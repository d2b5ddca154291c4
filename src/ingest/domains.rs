//! Domain list extraction from CSV or plain-text input.

use std::collections::HashSet;
use std::path::Path;

use anyhow::Result;
use serde::Serialize;
use url::{Host, Url};

use super::encoding::EncodingDetectionResult;
use super::file::{consistent_delimiters, read_file_with_detected_encoding, sample_lines};
use crate::config::{MAX_DOMAIN_LENGTH, MAX_LABEL_LENGTH};

/// Header names that mark the domain column.
const DOMAIN_HEADERS: &[&str] = &["domain", "hostname", "host", "fqdn", "url", "name"];

/// Normalized, de-duplicated domains ready for resolution.
#[derive(Debug, Clone, PartialEq, Eq, Serialize)]
pub struct DomainList {
    /// In order of first appearance.
    pub domains: Vec<String>,
    /// Rows whose value was not a usable domain.
    pub skipped: usize,
    /// Repeats of an earlier domain.
    pub duplicates: usize,
    /// The field delimiter, or `None` for single-column input.
    pub delimiter: Option<char>,
    /// Set when the list was read from a file.
    pub detection: Option<EncodingDetectionResult>,
}

impl DomainList {
    pub fn len(&self) -> usize {
        self.domains.len()
    }

    pub fn is_empty(&self) -> bool {
        self.domains.is_empty()
    }
}

/// Reduces `raw` to a lower-case host name, or `None` when it is not one.
///
/// Accepts bare names, names with a port or path, and URLs. IP addresses,
/// single labels and names with invalid characters are rejected.
pub fn normalize_domain(raw: &str) -> Option<String> {
    let raw = raw.trim().trim_matches('"');
    if raw.is_empty() {
        return None;
    }

    let parsed = if raw.contains("://") {
        Url::parse(raw)
    } else {
        Url::parse(&format!("http://{raw}"))
    }
    .ok()?;

    let host = match parsed.host()? {
        Host::Domain(domain) => domain.trim_end_matches('.').to_lowercase(),
        Host::Ipv4(_) | Host::Ipv6(_) => return None,
    };

    is_valid_domain(&host).then_some(host)
}

fn is_valid_domain(domain: &str) -> bool {
    if domain.is_empty() || domain.len() > MAX_DOMAIN_LENGTH {
        return false;
    }
    let labels: Vec<&str> = domain.split('.').collect();
    if labels.len() < 2 {
        return false;
    }
    labels.iter().all(|label| {
        !label.is_empty()
            && label.len() <= MAX_LABEL_LENGTH
            && !label.starts_with('-')
            && !label.ends_with('-')
            && label
                .chars()
                .all(|c| c.is_ascii_alphanumeric() || c == '-' || c == '_')
    })
}

/// Extracts domains from CSV or one-per-line text.
///
/// Without an explicit `delimiter`, one is sniffed from the first lines; input
/// with no consistent delimiter is read as a single column. If the first row
/// names a domain column (`domain`, `hostname`, `host`, `fqdn`, `url`,
/// `name`) that column is used, otherwise the first. Blank lines and lines
/// starting with `#` are ignored; unusable values are counted in `skipped`.
pub fn extract_domains(content: &str, delimiter: Option<u8>) -> DomainList {
    let delimiter = delimiter.or_else(|| {
        let lines: Vec<String> = sample_lines(content)
            .into_iter()
            .filter(|line| !line.trim_start().starts_with('#'))
            .collect();
        consistent_delimiters(&lines).first().copied()
    });

    let mut reader = csv::ReaderBuilder::new()
        .has_headers(false)
        .flexible(true)
        .trim(csv::Trim::All)
        .delimiter(delimiter.unwrap_or(b','))
        .from_reader(content.as_bytes());

    let mut domains = Vec::new();
    let mut seen = HashSet::new();
    let mut skipped = 0usize;
    let mut duplicates = 0usize;
    let mut column: Option<usize> = None;

    for record in reader.records() {
        let record = match record {
            Ok(record) => record,
            Err(e) => {
                log::debug!("Skipping unreadable row: {e}");
                skipped += 1;
                continue;
            }
        };
        if record.iter().all(str::is_empty) {
            continue;
        }
        if record.get(0).is_some_and(|first| first.starts_with('#')) {
            continue;
        }

        let index = match column {
            Some(index) => index,
            None => {
                let header = record.iter().position(|field| {
                    DOMAIN_HEADERS.contains(&field.to_ascii_lowercase().as_str())
                });
                column = Some(header.unwrap_or(0));
                if header.is_some() {
                    continue;
                }
                0
            }
        };

        let Some(value) = record.get(index) else {
            skipped += 1;
            continue;
        };
        match normalize_domain(value) {
            Some(domain) => {
                if seen.insert(domain.clone()) {
                    domains.push(domain);
                } else {
                    duplicates += 1;
                }
            }
            None => {
                log::debug!("Skipping invalid domain entry: {value:?}");
                skipped += 1;
            }
        }
    }

    DomainList {
        domains,
        skipped,
        duplicates,
        delimiter: delimiter.map(char::from),
        detection: None,
    }
}

/// Reads, decodes and extracts the domain list at `path`.
pub async fn load_domains(path: &Path) -> Result<DomainList> {
    let decoded = read_file_with_detected_encoding(path).await?;
    let mut list = extract_domains(&decoded.content, None);
    log::info!(
        "Loaded {} domains from {} ({} skipped, {} duplicates, encoding {})",
        list.len(),
        path.display(),
        list.skipped,
        list.duplicates,
        decoded.detection.encoding_name()
    );
    list.detection = Some(decoded.detection);
    Ok(list)
}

▶ [Directions for this task]: Reproduce the material in full, keeping every line exactly as given.

▶ [Task solution]:
repository d2b5ddca154291c4
filename src/ingest/domains.rs
//! Domain list extraction from CSV or plain-text input.

use std::collections::HashSet;
use std::path::Path;

use anyhow::Result;
use serde::Serialize;
use url::{Host, Url};

use super::encoding::EncodingDetectionResult;
use super::file::{consistent_delimiters, read_file_with_detected_encoding, sample_lines};
use crate::config::{MAX_DOMAIN_LENGTH, MAX_LABEL_LENGTH};

/// Header names that mark the domain column.
const DOMAIN_HEADERS: &[&str] = &["domain", "hostname", "host", "fqdn", "url", "name"];

/// Normalized, de-duplicated domains ready for resolution.
#[derive(Debug, Clone, PartialEq, Eq, Serialize)]
pub struct DomainList {
    /// In order of first appearance.
    pub domains: Vec<String>,
    /// Rows whose value was not a usable domain.
    pub skipped: usize,
    /// Repeats of an earlier domain.
    pub duplicates: usize,
    /// The field delimiter, or `None` for single-column input.
    pub delimiter: Option<char>,
    /// Set when the list was read from a file.
    pub detection: Option<EncodingDetectionResult>,
}

impl DomainList {
    pub fn len(&self) -> usize {
        self.domains.len()
    }

    pub fn is_empty(&self) -> bool {
        self.domains.is_empty()
    }
}

/// Reduces `raw` to a lower-case host name, or `None` when it is not one.
///
/// Accepts bare names, names with a port or path, and URLs. IP addresses,
/// single labels and names with invalid characters are rejected.
pub fn normalize_domain(raw: &str) -> Option<String> {
    let raw = raw.trim().trim_matches('"');
    if raw.is_empty() {
        return None;
    }

    let parsed = if raw.contains("://") {
        Url::parse(raw)
    } else {
        Url::parse(&format!("http://{raw}"))
    }
    .ok()?;

    let host = match parsed.host()? {
        Host::Domain(domain) => domain.trim_end_matches('.').to_lowercase(),
        Host::Ipv4(_) | Host::Ipv6(_) => return None,
    };

    is_valid_domain(&host).then_some(host)
}

fn is_valid_domain(domain: &str) -> bool {
    if domain.is_empty() || domain.len() > MAX_DOMAIN_LENGTH {
        return false;
    }
    let labels: Vec<&str> = domain.split('.').collect();
    if labels.len() < 2 {
        return false;
    }
    labels.iter().all(|label| {
        !label.is_empty()
            && label.len() <= MAX_LABEL_LENGTH
            && !label.starts_with('-')
            && !label.ends_with('-')
            && label
                .chars()
                .all(|c| c.is_ascii_alphanumeric() || c == '-' || c == '_')
    })
}

/// Extracts domains from CSV or one-per-line text.
///
/// Without an explicit `delimiter`, one is sniffed from the first lines; input
/// with no consistent delimiter is read as a single column. If the first row
/// names a domain column (`domain`, `hostname`, `host`, `fqdn`, `url`,
/// `name`) that column is used, otherwise the first. Blank lines and lines
/// starting with `#` are ignored; unusable values are counted in `skipped`.
pub fn extract_domains(content: &str, delimiter: Option<u8>) -> DomainList {
    let delimiter = delimiter.or_else(|| {
        let lines: Vec<String> = sample_lines(content)
            .into_iter()
            .filter(|line| !line.trim_start().starts_with('#'))
            .collect();
        consistent_delimiters(&lines).first().copied()
    });

    let mut reader = csv::ReaderBuilder::new()
        .has_headers(false)
        .flexible(true)
        .trim(csv::Trim::All)
        .delimiter(delimiter.unwrap_or(b','))
        .from_reader(content.as_bytes());

    let mut domains = Vec::new();
    let mut seen = HashSet::new();
    let mut skipped = 0usize;
    let mut duplicates = 0usize;
    let mut column: Option<usize> = None;

    for record in reader.records() {
        let record = match record {
            Ok(record) => record,
            Err(e) => {
                log::debug!("Skipping unreadable row: {e}");
                skipped += 1;
                continue;
            }
        };
        if record.iter().all(str::is_empty) {
            continue;
        }
        if record.get(0).is_some_and(|first| first.starts_with('#')) {
            continue;
        }

        let index = match column {
            Some(index) => index,
            None => {
                let header = record.iter().position(|field| {
                    DOMAIN_HEADERS.contains(&field.to_ascii_lowercase().as_str())
                });
                column = Some(header.unwrap_or(0));
                if header.is_some() {
                    continue;
                }
                0
            }
        };

        let Some(value) = record.get(index) else {
            skipped += 1;
            continue;
        };
        match normalize_domain(value) {
            Some(domain) => {
                if seen.insert(domain.clone()) {
                    domains.push(domain);
                } else {
                    duplicates += 1;
                }
            }
            None => {
                log::debug!("Skipping invalid domain entry: {value:?}");
                skipped += 1;
            }
        }
    }

    DomainList {
        domains,
        skipped,
        duplicates,
        delimiter: delimiter.map(char::from),
        detection: None,
    }
}

/// Reads, decodes and extracts the domain list at `path`.
pub async fn load_domains(path: &Path) -> Result<DomainList> {
    let decoded = read_file_with_detected_encoding(path).await?;
    let mut list = extract_domains(&decoded.content, None);
    log::info!(
        "Loaded {} domains from {} ({} skipped, {} duplicates, encoding {})",
        list.len(),
        path.display(),
        list.skipped,
        list.duplicates,
        decoded.detection.encoding_name()
    );
    list.detection = Some(decoded.detection);
    Ok(list)
}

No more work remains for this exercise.